_TASK DETAILS_. Set down exactly, from the records below, the line with "key1.clone()), (effs(), key2.clone())]);" through the line with "assert_eq!(store.remove_invalid_keys()?, vec![zeros()]);", and nothing else.

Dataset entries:

★ ★ ★ ★ ★

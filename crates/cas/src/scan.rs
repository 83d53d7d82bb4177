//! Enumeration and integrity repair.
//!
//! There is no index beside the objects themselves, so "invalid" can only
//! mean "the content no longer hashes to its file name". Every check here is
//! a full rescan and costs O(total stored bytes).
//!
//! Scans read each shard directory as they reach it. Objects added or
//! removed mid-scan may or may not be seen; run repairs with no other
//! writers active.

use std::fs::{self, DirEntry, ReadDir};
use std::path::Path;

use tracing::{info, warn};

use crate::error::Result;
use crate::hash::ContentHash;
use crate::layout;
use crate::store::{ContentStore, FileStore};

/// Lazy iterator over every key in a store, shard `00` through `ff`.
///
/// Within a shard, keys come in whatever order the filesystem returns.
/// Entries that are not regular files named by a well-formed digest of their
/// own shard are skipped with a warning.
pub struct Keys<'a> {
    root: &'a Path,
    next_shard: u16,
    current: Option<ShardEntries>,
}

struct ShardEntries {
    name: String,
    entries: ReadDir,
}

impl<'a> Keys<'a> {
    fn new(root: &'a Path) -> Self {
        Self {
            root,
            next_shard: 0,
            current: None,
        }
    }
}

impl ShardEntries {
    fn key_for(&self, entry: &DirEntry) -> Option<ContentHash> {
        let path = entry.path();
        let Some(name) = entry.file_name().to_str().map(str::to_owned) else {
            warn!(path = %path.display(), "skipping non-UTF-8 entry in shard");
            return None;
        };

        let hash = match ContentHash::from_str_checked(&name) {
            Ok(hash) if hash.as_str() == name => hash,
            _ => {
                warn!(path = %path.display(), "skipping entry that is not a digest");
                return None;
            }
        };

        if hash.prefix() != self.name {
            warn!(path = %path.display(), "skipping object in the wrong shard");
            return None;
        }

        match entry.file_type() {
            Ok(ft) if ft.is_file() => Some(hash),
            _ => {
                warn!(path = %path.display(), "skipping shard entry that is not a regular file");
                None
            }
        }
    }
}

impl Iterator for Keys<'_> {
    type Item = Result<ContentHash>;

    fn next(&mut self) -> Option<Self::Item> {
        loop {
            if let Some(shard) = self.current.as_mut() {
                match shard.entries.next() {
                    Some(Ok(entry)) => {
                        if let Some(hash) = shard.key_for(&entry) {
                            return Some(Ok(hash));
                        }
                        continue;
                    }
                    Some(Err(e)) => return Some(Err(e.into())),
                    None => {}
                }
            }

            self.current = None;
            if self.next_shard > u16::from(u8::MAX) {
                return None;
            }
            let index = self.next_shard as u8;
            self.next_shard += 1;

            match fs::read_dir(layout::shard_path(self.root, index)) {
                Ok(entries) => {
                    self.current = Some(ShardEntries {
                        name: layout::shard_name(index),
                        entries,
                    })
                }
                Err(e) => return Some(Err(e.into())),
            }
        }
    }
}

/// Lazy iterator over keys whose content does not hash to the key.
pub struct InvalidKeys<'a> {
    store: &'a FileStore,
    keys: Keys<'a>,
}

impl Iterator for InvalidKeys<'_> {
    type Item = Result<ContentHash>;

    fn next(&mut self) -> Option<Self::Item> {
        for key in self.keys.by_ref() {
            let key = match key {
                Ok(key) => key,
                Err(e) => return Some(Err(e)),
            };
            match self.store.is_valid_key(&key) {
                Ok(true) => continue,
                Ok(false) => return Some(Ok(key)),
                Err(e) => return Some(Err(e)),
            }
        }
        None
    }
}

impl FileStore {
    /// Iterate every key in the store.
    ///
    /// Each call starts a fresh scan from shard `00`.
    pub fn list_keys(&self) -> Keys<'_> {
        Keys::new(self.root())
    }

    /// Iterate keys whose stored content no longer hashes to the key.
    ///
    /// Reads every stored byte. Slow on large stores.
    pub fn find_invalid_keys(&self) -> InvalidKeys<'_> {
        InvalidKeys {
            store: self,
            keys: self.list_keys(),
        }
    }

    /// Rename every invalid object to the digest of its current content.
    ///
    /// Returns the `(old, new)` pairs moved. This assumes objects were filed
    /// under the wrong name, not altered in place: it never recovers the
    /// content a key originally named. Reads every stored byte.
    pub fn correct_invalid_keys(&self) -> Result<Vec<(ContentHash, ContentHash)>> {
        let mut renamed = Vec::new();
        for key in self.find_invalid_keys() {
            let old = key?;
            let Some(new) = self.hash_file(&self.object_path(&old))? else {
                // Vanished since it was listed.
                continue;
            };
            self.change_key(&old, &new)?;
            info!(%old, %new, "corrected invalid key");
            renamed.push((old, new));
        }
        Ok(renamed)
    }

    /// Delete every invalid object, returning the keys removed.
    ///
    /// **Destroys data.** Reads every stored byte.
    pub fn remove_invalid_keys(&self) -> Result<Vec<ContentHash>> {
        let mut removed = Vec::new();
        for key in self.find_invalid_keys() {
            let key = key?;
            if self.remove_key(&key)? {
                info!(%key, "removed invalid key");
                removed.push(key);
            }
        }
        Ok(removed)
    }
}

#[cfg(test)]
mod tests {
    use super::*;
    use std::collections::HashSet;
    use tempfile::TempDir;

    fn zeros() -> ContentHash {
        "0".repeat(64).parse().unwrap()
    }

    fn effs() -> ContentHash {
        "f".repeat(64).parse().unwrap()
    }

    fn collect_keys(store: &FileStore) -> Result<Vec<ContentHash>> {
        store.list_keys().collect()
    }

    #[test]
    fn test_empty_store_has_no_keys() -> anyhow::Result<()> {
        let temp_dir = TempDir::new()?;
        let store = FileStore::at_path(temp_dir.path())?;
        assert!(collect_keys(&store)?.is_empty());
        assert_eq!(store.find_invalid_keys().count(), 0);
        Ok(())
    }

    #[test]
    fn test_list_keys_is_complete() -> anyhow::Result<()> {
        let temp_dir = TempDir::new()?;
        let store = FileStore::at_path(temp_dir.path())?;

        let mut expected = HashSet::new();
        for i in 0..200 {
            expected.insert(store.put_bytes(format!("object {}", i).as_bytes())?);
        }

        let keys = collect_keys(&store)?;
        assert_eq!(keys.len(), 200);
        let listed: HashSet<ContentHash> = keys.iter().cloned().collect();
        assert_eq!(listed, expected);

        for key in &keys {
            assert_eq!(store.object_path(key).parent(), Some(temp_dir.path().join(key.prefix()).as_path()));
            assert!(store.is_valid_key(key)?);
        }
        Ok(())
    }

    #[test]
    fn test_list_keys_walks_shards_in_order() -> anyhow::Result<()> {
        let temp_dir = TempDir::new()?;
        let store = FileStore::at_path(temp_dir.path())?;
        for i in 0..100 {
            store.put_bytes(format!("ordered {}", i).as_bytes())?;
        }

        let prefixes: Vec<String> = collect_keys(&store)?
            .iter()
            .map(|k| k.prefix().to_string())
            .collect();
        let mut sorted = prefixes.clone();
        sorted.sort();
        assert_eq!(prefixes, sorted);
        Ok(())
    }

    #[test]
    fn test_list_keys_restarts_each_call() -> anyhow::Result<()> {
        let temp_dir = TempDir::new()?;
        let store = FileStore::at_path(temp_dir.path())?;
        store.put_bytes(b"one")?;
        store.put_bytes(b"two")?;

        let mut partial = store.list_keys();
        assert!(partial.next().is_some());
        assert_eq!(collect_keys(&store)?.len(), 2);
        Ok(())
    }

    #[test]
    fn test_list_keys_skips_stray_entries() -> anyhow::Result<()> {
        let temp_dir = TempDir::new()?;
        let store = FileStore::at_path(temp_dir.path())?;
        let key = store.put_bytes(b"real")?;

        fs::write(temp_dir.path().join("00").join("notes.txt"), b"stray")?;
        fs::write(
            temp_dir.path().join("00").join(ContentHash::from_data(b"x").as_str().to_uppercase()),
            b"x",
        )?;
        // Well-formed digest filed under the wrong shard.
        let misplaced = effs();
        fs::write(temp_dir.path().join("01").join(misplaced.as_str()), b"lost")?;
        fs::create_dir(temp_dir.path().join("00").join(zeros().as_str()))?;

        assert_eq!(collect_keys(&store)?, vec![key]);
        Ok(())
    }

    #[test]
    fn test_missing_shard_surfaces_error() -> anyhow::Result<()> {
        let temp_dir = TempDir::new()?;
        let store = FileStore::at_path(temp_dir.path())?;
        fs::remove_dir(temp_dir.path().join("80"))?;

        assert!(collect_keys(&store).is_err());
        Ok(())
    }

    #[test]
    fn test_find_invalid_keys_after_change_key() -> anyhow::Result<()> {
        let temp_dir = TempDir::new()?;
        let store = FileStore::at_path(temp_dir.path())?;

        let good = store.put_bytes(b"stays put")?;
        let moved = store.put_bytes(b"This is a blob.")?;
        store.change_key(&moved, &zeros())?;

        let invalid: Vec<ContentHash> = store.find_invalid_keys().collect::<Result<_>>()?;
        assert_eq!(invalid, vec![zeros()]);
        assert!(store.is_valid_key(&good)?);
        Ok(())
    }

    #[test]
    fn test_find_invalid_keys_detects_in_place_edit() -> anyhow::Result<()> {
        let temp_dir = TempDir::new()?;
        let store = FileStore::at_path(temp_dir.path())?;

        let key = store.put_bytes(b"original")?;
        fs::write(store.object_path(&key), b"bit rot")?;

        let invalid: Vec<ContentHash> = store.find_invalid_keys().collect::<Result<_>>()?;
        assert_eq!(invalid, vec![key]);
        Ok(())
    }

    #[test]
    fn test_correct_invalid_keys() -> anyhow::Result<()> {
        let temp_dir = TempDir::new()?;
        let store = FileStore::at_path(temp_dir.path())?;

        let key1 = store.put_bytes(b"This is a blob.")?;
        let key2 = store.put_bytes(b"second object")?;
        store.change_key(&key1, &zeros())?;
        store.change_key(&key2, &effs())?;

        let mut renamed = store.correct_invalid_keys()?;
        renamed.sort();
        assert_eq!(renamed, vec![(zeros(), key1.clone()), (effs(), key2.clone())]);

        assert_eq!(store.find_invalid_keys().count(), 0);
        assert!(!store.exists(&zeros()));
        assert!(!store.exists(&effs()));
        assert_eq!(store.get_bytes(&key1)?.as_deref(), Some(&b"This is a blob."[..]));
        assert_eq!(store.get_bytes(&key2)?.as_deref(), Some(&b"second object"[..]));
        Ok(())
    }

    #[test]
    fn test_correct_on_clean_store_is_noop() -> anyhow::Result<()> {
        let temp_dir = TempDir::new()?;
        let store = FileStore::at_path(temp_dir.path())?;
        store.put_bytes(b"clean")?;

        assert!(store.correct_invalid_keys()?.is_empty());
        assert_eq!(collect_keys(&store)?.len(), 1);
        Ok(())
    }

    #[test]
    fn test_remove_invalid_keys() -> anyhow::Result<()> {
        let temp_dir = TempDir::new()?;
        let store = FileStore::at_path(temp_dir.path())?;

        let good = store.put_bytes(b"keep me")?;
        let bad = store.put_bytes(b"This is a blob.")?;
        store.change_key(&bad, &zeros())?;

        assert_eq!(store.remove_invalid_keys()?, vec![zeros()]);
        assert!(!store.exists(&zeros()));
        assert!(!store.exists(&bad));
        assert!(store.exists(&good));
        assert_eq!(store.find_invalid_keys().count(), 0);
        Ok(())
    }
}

★ ★ ★ ★ ★

_WORKED SOLUTION_.
        assert_eq!(renamed, vec![(zeros(), key1.clone()), (effs(), key2.clone())]);

        assert_eq!(store.find_invalid_keys().count(), 0);
        assert!(!store.exists(&zeros()));
        assert!(!store.exists(&effs()));
        assert_eq!(store.get_bytes(&key1)?.as_deref(), Some(&b"This is a blob."[..]));
        assert_eq!(store.get_bytes(&key2)?.as_deref(), Some(&b"second object"[..]));
        Ok(())
    }

    #[test]
    fn test_correct_on_clean_store_is_noop() -> anyhow::Result<()> {
        let temp_dir = TempDir::new()?;
        let store = FileStore::at_path(temp_dir.path())?;
        store.put_bytes(b"clean")?;

        assert!(store.correct_invalid_keys()?.is_empty());
        assert_eq!(collect_keys(&store)?.len(), 1);
        Ok(())
    }

    #[test]
    fn test_remove_invalid_keys() -> anyhow::Result<()> {
        let temp_dir = TempDir::new()?;
        let store = FileStore::at_path(temp_dir.path())?;

        let good = store.put_bytes(b"keep me")?;
        let bad = store.put_bytes(b"This is a blob.")?;
        store.change_key(&bad, &zeros())?;

        assert_eq!(store.remove_invalid_keys()?, vec![zeros()]);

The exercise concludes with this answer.